One reason the high school baseball postseason can be so unpredictable is that even a heavy favorite can find itself in a tough game early in the tournament going up against the opponent’s No. 1 pitcher.

For Kaneland Friday, that meant getting Sandwich ace Jake Roehn, a hard-throwing righty who will be pitching Division I baseball at Ohio University next year.

The Knights, though, were up to the challenge. They scored five runs in the second inning on a combination of a few hard hit balls, a little small ball and some shaky Sandwich defense, then watched Curtis Thorson do the rest.

Thorson tossed a 5-hit shutout, pitching Kaneland to a 6-0 win and a spot in the Class 3A Kaneland regional championship game at 11 a.m. Saturday against No. 1 seed St. Francis.

“I was trying to go deep,” Thorson said. “I know he (Roehn) has the stuff to go past seven innings so I wanted to pace myself to go farther than seven as well.

“It (a regional title) would make up for not winning conference. We had potential at the beginning of the year but couldn’t get the hits going. I can’t wait for tomorrow.”

Kaneland (13-17) won a postseason game for the first time in three tries on its home field. Roehn (4-2) was impressive, striking out 10 and walking none, but the Knights got all the offense they needed in the second inning.

John Hopkins, Tyler Carlson and Thorson all singled. Zack Martinelli also reached on one of 3 Sandwich errors.

That flipped the lineup to the top of the order, and Tyler Bellock and Dan Miller both drove in runs without getting the ball out of the infield.

“It basically came down to one bad inning,” Sandwich coach Jason VanPelt said. “Other than that we were right there. A lot of crazy things happened. They were executing the bunt game well. We were slipping around. They were able to take advantage of that.

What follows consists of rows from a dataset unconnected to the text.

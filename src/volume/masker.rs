// Masking and unmasking between 3-D volumes and 1-D voxel vectors.
//
// The Masker trait is the seam between this crate and whatever produced
// the brain mask; mask construction itself is out of scope. VolumeMask
// is the binary-mask implementation used by topic models and study
// collections: transform selects in-mask voxels in row-major order,
// inverse_transform scatters them back and zero-fills the rest.

use anyhow::Result;
use ndarray::{Array1, ArrayView1};
use serde::{Deserialize, Serialize};

use super::VolumeImage;

/// Projects between full spatial volumes and 1-D vectors over mask voxels.
pub trait Masker {
    /// Extract the in-mask voxel values from a volume, in mask order.
    fn transform(&self, image: &VolumeImage) -> Result<Array1<f64>>;

    /// Reconstitute a full volume from in-mask values, zero outside the mask.
    fn inverse_transform(&self, values: ArrayView1<f64>) -> Result<VolumeImage>;

    /// Number of voxels inside the mask.
    fn n_voxels(&self) -> usize;
}

/// A binary brain mask over a fixed volume shape.
#[derive(Debug, Clone, PartialEq, Serialize, Deserialize)]
pub struct VolumeMask {
    shape: [usize; 3],
    in_mask: Vec<bool>,
}

impl VolumeMask {
    /// Create a mask, checking that the flag buffer matches the shape.
    pub fn new(shape: [usize; 3], in_mask: Vec<bool>) -> Result<Self> {
        let expected = shape[0] * shape[1] * shape[2];
        if in_mask.len() != expected {
            anyhow::bail!(
                "Mask length {} does not match shape {:?} ({} voxels)",
                in_mask.len(),
                shape,
                expected
            );
        }
        Ok(Self { shape, in_mask })
    }

    pub fn shape(&self) -> [usize; 3] {
        self.shape
    }
}

impl Masker for VolumeMask {
    fn transform(&self, image: &VolumeImage) -> Result<Array1<f64>> {
        if image.shape() != self.shape {
            anyhow::bail!(
                "Image shape {:?} does not match mask shape {:?}",
                image.shape(),
                self.shape
            );
        }
        let values: Vec<f64> = image
            .data()
            .iter()
            .zip(&self.in_mask)
            .filter(|(_, &keep)| keep)
            .map(|(&v, _)| v)
            .collect();
        Ok(Array1::from(values))
    }

    fn inverse_transform(&self, values: ArrayView1<f64>) -> Result<VolumeImage> {
        if values.len() != self.n_voxels() {
            anyhow::bail!(
                "Vector length {} does not match mask voxel count {}",
                values.len(),
                self.n_voxels()
            );
        }
        let mut image = VolumeImage::zeros(self.shape);
        let mut cursor = values.iter();
        for (slot, &keep) in image.data_mut().iter_mut().zip(&self.in_mask) {
            if keep {
                // cursor length was checked above
                *slot = *cursor.next().unwrap();
            }
        }
        Ok(image)
    }

    fn n_voxels(&self) -> usize {
        self.in_mask.iter().filter(|&&b| b).count()
    }
}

They got a few hits on Jake but other than that they took advantage of their opportunities.”

One of the few hits on Roehn came from the batter following Miller — Matt Limbrunner — who crushed an 0-2 pitch to deep right-center for an RBI triple to score Bellock and make it 5-0.

Kaneland plated its only other run in the fifth on singles from Joe Komel, Josh Cohrs and Carlson, the later of the infield variety that scored the run.

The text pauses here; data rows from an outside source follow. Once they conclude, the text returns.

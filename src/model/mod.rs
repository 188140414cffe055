// Pre-trained topic model: the voxel <-> topic <-> word factorization.
//
// A TopicModel is loaded once and never mutated. It carries three trained
// probability matrices (p(voxel|topic), p(topic|voxel), p(word|topic))
// plus the ordered vocabulary and the brain mask defining voxel space.
// p(topic|word) is derived at construction by row-normalizing p(word|topic)
// (uniform topic prior; all-zero rows stay zero).
//
// All dimension and uniqueness invariants are checked in `new`, so the
// decode/encode paths can rely on consistent shapes without re-checking.

use std::collections::HashSet;
use std::path::Path;

use anyhow::{Context, Result};
use ndarray::{Array2, ArrayView2, Axis};
use serde::{Deserialize, Serialize};

use crate::volume::{Masker, VolumeMask};

/// Immutable trained factorization linking voxels and words through topics.
#[derive(Debug, Clone)]
pub struct TopicModel {
    p_voxel_g_topic: Array2<f64>, // voxels x topics
    p_topic_g_voxel: Array2<f64>, // voxels x topics
    p_word_g_topic: Array2<f64>,  // words x topics
    p_topic_g_word: Array2<f64>,  // words x topics, derived
    vocabulary: Vec<String>,
    mask: VolumeMask,
}

/// On-disk form of a trained model: the three stored matrices plus
/// vocabulary and mask. The derived matrix is rebuilt on load.
#[derive(Debug, Serialize, Deserialize)]
pub struct TopicModelData {
    pub p_voxel_g_topic: Array2<f64>,
    pub p_topic_g_voxel: Array2<f64>,
    pub p_word_g_topic: Array2<f64>,
    pub vocabulary: Vec<String>,
    pub mask: VolumeMask,
}

impl TopicModel {
    /// Build a model from trained matrices, validating every invariant:
    /// matrix dimensions must agree with each other, with the vocabulary
    /// length, and with the mask's voxel count; vocabulary terms must be
    /// unique and non-empty.
    pub fn new(
        p_voxel_g_topic: Array2<f64>,
        p_topic_g_voxel: Array2<f64>,
        p_word_g_topic: Array2<f64>,
        vocabulary: Vec<String>,
        mask: VolumeMask,
    ) -> Result<Self> {
        let n_voxels = mask.n_voxels();
        let n_topics = p_voxel_g_topic.ncols();

        if p_voxel_g_topic.nrows() != n_voxels {
            anyhow::bail!(
                "p(voxel|topic) has {} rows but the mask contains {} voxels",
                p_voxel_g_topic.nrows(),
                n_voxels
            );
        }
        if p_topic_g_voxel.dim() != p_voxel_g_topic.dim() {
            anyhow::bail!(
                "p(topic|voxel) shape {:?} does not match p(voxel|topic) shape {:?}",
                p_topic_g_voxel.dim(),
                p_voxel_g_topic.dim()
            );
        }
        if p_word_g_topic.nrows() != vocabulary.len() {
            anyhow::bail!(
                "p(word|topic) has {} rows but the vocabulary contains {} terms",
                p_word_g_topic.nrows(),
                vocabulary.len()
            );
        }
        if p_word_g_topic.ncols() != n_topics {
            anyhow::bail!(
                "p(word|topic) has {} topic columns but p(voxel|topic) has {}",
                p_word_g_topic.ncols(),
                n_topics
            );
        }

        let mut seen = HashSet::new();
        for term in &vocabulary {
            if term.is_empty() {
                anyhow::bail!("Vocabulary contains an empty term");
            }
            if !seen.insert(term.as_str()) {
                anyhow::bail!("Vocabulary term '{term}' appears more than once");
            }
        }

        let p_topic_g_word = derive_p_topic_g_word(&p_word_g_topic);

        Ok(Self {
            p_voxel_g_topic,
            p_topic_g_voxel,
            p_word_g_topic,
            p_topic_g_word,
            vocabulary,
            mask,
        })
    }

    /// Reconstruct a validated model from its on-disk form.
    pub fn from_data(data: TopicModelData) -> Result<Self> {
        Self::new(
            data.p_voxel_g_topic,
            data.p_topic_g_voxel,
            data.p_word_g_topic,
            data.vocabulary,
            data.mask,
        )
    }

    /// Load a model from a JSON file.
    pub fn load(path: &Path) -> Result<Self> {
        let raw = std::fs::read_to_string(path)
            .with_context(|| format!("Failed to read topic model from {}", path.display()))?;
        let data: TopicModelData = serde_json::from_str(&raw)
            .with_context(|| format!("Failed to parse topic model {}", path.display()))?;
        Self::from_data(data)
    }

    /// Write the model's stored matrices to a JSON file.
    pub fn save(&self, path: &Path) -> Result<()> {
        let data = TopicModelData {
            p_voxel_g_topic: self.p_voxel_g_topic.clone(),
            p_topic_g_voxel: self.p_topic_g_voxel.clone(),
            p_word_g_topic: self.p_word_g_topic.clone(),
            vocabulary: self.vocabulary.clone(),
            mask: self.mask.clone(),
        };
        let raw = serde_json::to_string(&data)?;
        std::fs::write(path, raw)
            .with_context(|| format!("Failed to write topic model to {}", path.display()))?;
        Ok(())
    }

    pub fn n_topics(&self) -> usize {
        self.p_voxel_g_topic.ncols()
    }

    pub fn n_voxels(&self) -> usize {
        self.p_voxel_g_topic.nrows()
    }

    pub fn vocabulary(&self) -> &[String] {
        &self.vocabulary
    }

    pub fn mask(&self) -> &VolumeMask {
        &self.mask
    }

    pub fn p_voxel_g_topic(&self) -> ArrayView2<f64> {
        self.p_voxel_g_topic.view()
    }

    pub fn p_topic_g_voxel(&self) -> ArrayView2<f64> {
        self.p_topic_g_voxel.view()
    }

    pub fn p_word_g_topic(&self) -> ArrayView2<f64> {
        self.p_word_g_topic.view()
    }

    pub fn p_topic_g_word(&self) -> ArrayView2<f64> {
        self.p_topic_g_word.view()
    }
}

/// Row-normalize p(word|topic) into p(topic|word) under a uniform topic
/// prior. Words with no topic mass keep an all-zero row.
fn derive_p_topic_g_word(p_word_g_topic: &Array2<f64>) -> Array2<f64> {
    let mut derived = p_word_g_topic.clone();
    for mut row in derived.axis_iter_mut(Axis(0)) {
        let total: f64 = row.sum();
        if total > 0.0 {
            row.mapv_inplace(|v| v / total);
        }
    }
    derived
}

“The bats came alive for an inning or two and that’s all we needed,” Kaneland coach Brian Aversa said. “After the first inning our guys came back and talked to each other about what they were seeing and what he was tipping. Guys made the adjustments they needed to. They were smacking the ball, waiting for their pitch no matter where in the count.”

Sandwich (13-13) never got much going against Thorson until back-to-back singles to open the seventh. With freshman Anthony Holubecki warming in the bullpen, Thorson retired the next three hitters to end the game.

Thorson only struck out two but never walked a batter in raising his record to 5-4 with his second shutout of the season. That pinpoint control meant Thorson threw his complete game on just 82 pitches.

“He’s been making guys look silly all year,” Aversa said. “He pitched an excellent game and the defense played well behind him.”

Hopkins will pitch for Kaneland on Saturday.

“If we can hang with Roehn we are confident about tomorrow,” Aversa said. “Our kids are excited. They (St. Francis) are a good squad, solid all around. Our guys will show up and be ready.”